13. Trotzdem entfernten sich verschiedene protestantische Theologen so viel sie konnten, von der scholastischen Philosophie, welche bei ihren Gegnern herrschte, ja sie verachteten die Philosophie überhaupt, die ihnen verdächtig war. Zuletzt brach der Streit in Helmstädt durch die Bitterkeit des Daniel Hofmann, eines sonst gewandten Theologen, aus, der bei der Quedlinburger Zusammenkunft sich Ansehn verschafft hatte, wo er mit Tilemann Heschusius sich auf die Seite des Herzogs Julius von Braunschweig gestellt hatte, als dieser die Concordienformel nicht annehmen wollte. Ich weiss nicht, wie der Dr. Hofmann sich gegen die Philosophie ereiferte, anstatt sich auf den Tadel der Missbräuche zu beschränken, welchen die Philosophen mit ihr treiben; er hatte es aber auf den berühmten Johann Caselius abgesehen, welcher von den Fürsten und Gelehrten seiner Zeit geachtet wurde und der Herzog Heinrich Julius von Braunschweig (der Sohn des Herzogs Julius, des Gründers der Universität) unterzog sich selbst der Mühe, die Sache zu untersuchen und verdammte demnächst den Theologen. Seitdem sind noch einige ähnliche kleine Zwiste vorgekommen, es ergab sich aber immer, dass sie auf Missverständnissen beruhten. Der berühmte Professor Paul Slevogt in Jena in Thüringen, dessen Abhandlungen, so weit sie noch vorhanden sind, zeigen, wie sehr er in der scholastischen Philosophie und in der Hebräischen Literatur bewandert war, hatte in seiner Jugend unter dem Titel: Pervigilium (Die Nachtwachen), eine kleine Schrift über den Streit des Theologen und des Philosophen, welcher sich auf deren beiderseitige Prinzipien stützt, bei Gelegenheit der Frage veröffentlicht, ob Gott die accidentelle Ursache des Uebels sei. Man ersah indess bald, wie er nur zeigen wollte, dass die Theologen mitunter philosophische Ausdrücke missbrauchen.

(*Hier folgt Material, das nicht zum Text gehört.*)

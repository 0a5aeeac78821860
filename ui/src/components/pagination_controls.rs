use yew::prelude::*;

/// Pages shown around the selected page
pub const PAGE_RANGE_DISPLAYED: usize = 4;
/// Pages always shown at each end
pub const MARGIN_PAGES_DISPLAYED: usize = 2;

/// Pagination is only worth showing when there is somewhere to go.
pub fn should_paginate(result_count: usize, page_count: u32) -> bool {
    result_count > 0 && page_count > 1
}

#[derive(Debug, Clone, Copy, PartialEq, Eq)]
pub enum PageItem {
    /// Zero-based page index
    Page(usize),
    Break,
}

/// The page buttons to render, with breaks where pages are skipped.
pub fn page_items(
    page_count: usize,
    selected: usize,
    range: usize,
    margin: usize,
) -> Vec<PageItem> {
    if page_count <= range + 2 * margin {
        return (0..page_count).map(PageItem::Page).collect();
    }

    let mut start = selected.saturating_sub(range / 2);
    let mut end = start + range;
    if end > page_count {
        end = page_count;
        start = page_count - range;
    }

    let visible = |index: usize| {
        index < margin || index >= page_count - margin || (start..end).contains(&index)
    };

    let mut items = Vec::new();
    let mut last = None;
    for index in (0..page_count).filter(|index| visible(*index)) {
        let gap = match last {
            Some(previous) => index > previous + 1,
            None => index > 0,
        };
        if gap {
            items.push(PageItem::Break);
        }
        items.push(PageItem::Page(index));
        last = Some(index);
    }
    if last.is_some_and(|previous| previous + 1 < page_count) {
        items.push(PageItem::Break);
    }
    items
}

#[derive(Properties, PartialEq)]
pub struct Props {
    pub page_count: u32,
    /// Currently selected page (0-indexed)
    pub selected: usize,
    /// Callback with the 0-indexed page the user picked
    pub on_page_change: Callback<usize>,
    /// Whether currently loading (to disable buttons)
    #[prop_or(false)]
    pub is_loading: bool,
}

#[function_component]
pub fn PaginationControls(props: &Props) -> Html {
    let Props {
        page_count,
        selected,
        is_loading,
        ..
    } = *props;
    let page_count = page_count as usize;

    if page_count <= 1 {
        return html! {};
    }

    let is_first_page = selected == 0;
    let is_last_page = selected + 1 >= page_count;

    let go_to = |page: usize| {
        let on_page_change = props.on_page_change.clone();
        Callback::from(move |_: MouseEvent| on_page_change.emit(page))
    };

    let prev_disabled = is_first_page || is_loading;
    let next_disabled = is_last_page || is_loading;

    let button_class = |disabled: bool, active: bool| {
        if active {
            "px-3 py-2 border border-blue-600 rounded-md text-sm \
             font-semibold text-white bg-blue-600"
        } else if disabled {
            "px-3 py-2 border border-neutral-300 dark:border-neutral-600 \
             rounded-md text-sm font-medium text-neutral-400 \
             dark:text-neutral-500 bg-neutral-100 dark:bg-neutral-800 \
             cursor-not-allowed"
        } else {
            "px-3 py-2 border border-neutral-300 dark:border-neutral-600 \
             rounded-md text-sm font-medium text-neutral-700 \
             dark:text-neutral-300 bg-white dark:bg-neutral-700 \
             hover:bg-neutral-50 dark:hover:bg-neutral-600 \
             transition-colors duration-200"
        }
    };

    let items = page_items(
        page_count,
        selected,
        PAGE_RANGE_DISPLAYED,
        MARGIN_PAGES_DISPLAYED,
    );

    html! {
        <nav id="pagination" aria-label="Pagination" class="flex items-center justify-center gap-2 mt-4 pt-4 \
                    border-t border-neutral-200 dark:border-neutral-700">
            <button
                onclick={go_to(selected.saturating_sub(1))}
                disabled={prev_disabled}
                class={button_class(prev_disabled, false)}
                aria-label="Previous page"
            >
                {"←"}
            </button>

            {for items.into_iter().map(|item| match item {
                PageItem::Page(index) => html! {
                    <button
                        onclick={go_to(index)}
                        disabled={is_loading}
                        class={button_class(is_loading, index == selected)}
                    >
                        {(index + 1).to_string()}
                    </button>
                },
                PageItem::Break => html! {
                    <span class="px-2 text-sm text-neutral-500">{"..."}</span>
                },
            })}

            <button
                onclick={go_to(selected + 1)}
                disabled={next_disabled}
                class={button_class(next_disabled, false)}
                aria-label="Next page"
            >
                {"→"}
            </button>
        </nav>
    }
}
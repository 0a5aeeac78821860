use actix_web::{HttpResponse, get, web};
use payloads::responses::{
    INCORRECT_ID, NOTHING_SPECIFIED, ProviderFailure, SearchResponse,
};
use payloads::RawRecord;
use serde::Deserialize;
use serde_json::Value;

use crate::{ProviderSettings, catalog::Catalog};

use super::APIError;

/// Body sent instead of JSON when malformed responses are switched on.
const MALFORMED_BODY: &str =
    "<!DOCTYPE html><html><body>Service Unavailable</body></html>";

/// Query string accepted by the movie database root endpoint.
#[derive(Debug, Deserialize)]
pub struct ProviderQuery {
    pub apikey: Option<String>,
    /// Title search text
    pub s: Option<String>,
    /// Identifier lookup
    pub i: Option<String>,
    pub page: Option<u32>,
    #[serde(rename = "type")]
    pub kind: Option<String>,
    pub plot: Option<String>,
}

#[tracing::instrument(
    skip_all,
    fields(s = ?query.s, i = ?query.i, page = ?query.page)
)]
#[get("/")]
pub async fn lookup(
    query: web::Query<ProviderQuery>,
    settings: web::Data<ProviderSettings>,
    catalog: web::Data<Catalog>,
) -> Result<HttpResponse, APIError> {
    let query = query.into_inner();
    if !settings.accepts_key(query.apikey.as_deref()) {
        tracing::debug!("rejected request with invalid api key");
        return Err(APIError::InvalidApiKey);
    }

    if query.s.is_some() {
        settings.request_counts.record_search();
    } else if query.i.is_some() {
        settings.request_counts.record_lookup();
    }

    if !settings.latency.is_zero() {
        tokio::time::sleep(settings.latency).await;
    }

    if settings.malformed_responses {
        return Ok(HttpResponse::Ok()
            .content_type("text/html")
            .body(MALFORMED_BODY));
    }

    if let Some(text) = query.s.as_deref() {
        let page = query.page.unwrap_or(1);
        if page == 0 {
            return Err(APIError::BadRequest(
                "page must be at least 1".to_string(),
            ));
        }
        let movies_only = query
            .kind
            .as_deref()
            .is_none_or(|kind| kind == payloads::requests::MOVIE_TYPE);
        let body = match catalog.search(text, page) {
            Some((hits, total)) if movies_only => {
                SearchResponse::found(hits, total)
            }
            _ => SearchResponse::not_found(),
        };
        return Ok(HttpResponse::Ok().json(body));
    }

    if let Some(id) = query.i.as_deref() {
        let full_plot =
            query.plot.as_deref() == Some(payloads::requests::FULL_PLOT);
        return Ok(match catalog.find(id) {
            Some(record) if full_plot => HttpResponse::Ok().json(record),
            Some(record) => HttpResponse::Ok().json(short_plot(record.clone())),
            None => HttpResponse::Ok().json(ProviderFailure::new(INCORRECT_ID)),
        });
    }

    Ok(HttpResponse::Ok().json(ProviderFailure::new(NOTHING_SPECIFIED)))
}

/// Cut the plot down to its first sentence, as the short plot option does.
fn short_plot(mut record: RawRecord) -> RawRecord {
    if let Some(Value::String(plot)) = record.get_mut("Plot") {
        if let Some(end) = plot.find(". ") {
            plot.truncate(end + 1);
        }
    }
    record
}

14. Gehe ich auf meine Zeit über, so entsinne ich mich, dass als Luis Meyer, ein Arzt in Amsterdam, 1666 anonym die Schrift: Die Philosophie als Auslegerin der heiligen Schrift veröffentlichte (mit Unrecht haben Mehrere sie seinem Freunde Spinoza zugeschrieben), die holländischen Theologen sich erhoben und durch ihre Gegenschriften zu grossen Streitigkeiten unter sich Anlass gaben. Viele meinten, dass die Cartesianer in ihren Widerlegungen des anonymen Philosophen, der Philosophie zu viel zugestanden hätten. Johann von Labadie griff (noch vor seiner Trennung von der reformirten Kirche, die angeblich wegen einiger Missbräuche, die sich in die politische Praxis eingeschlichen hatten und die ihm unerträglich schienen, geschah), die Schrift des Herrn von Wollzogen an und that ihr viel Schaden; von der andern Seite bekämpften Herr Vogelsang, Herr von der Waeyen und einige andere Anti-Coccejaner das Buch ebenfalls mit vieler Bitterkeit; allein der Angeklagte gewann seine Sache auf einer Synode. Seitdem sprach man in Holland von theologischen Rationalisten und Nicht-Rationalisten, eine Partei-Unterscheidung, deren Herr Bayle oft erwähnt und wo er sich zuletzt gegen die ersteren entscheidet. Indess hat man wohl die Regeln noch nicht genau aufgestellt, in denen beide Parteien übereinstimmen und in denen es nicht der Fall für die Frage ist, wie weit von der Vernunft bei der Erklärung der heiligen Schrift Gebrauch zu machen ist.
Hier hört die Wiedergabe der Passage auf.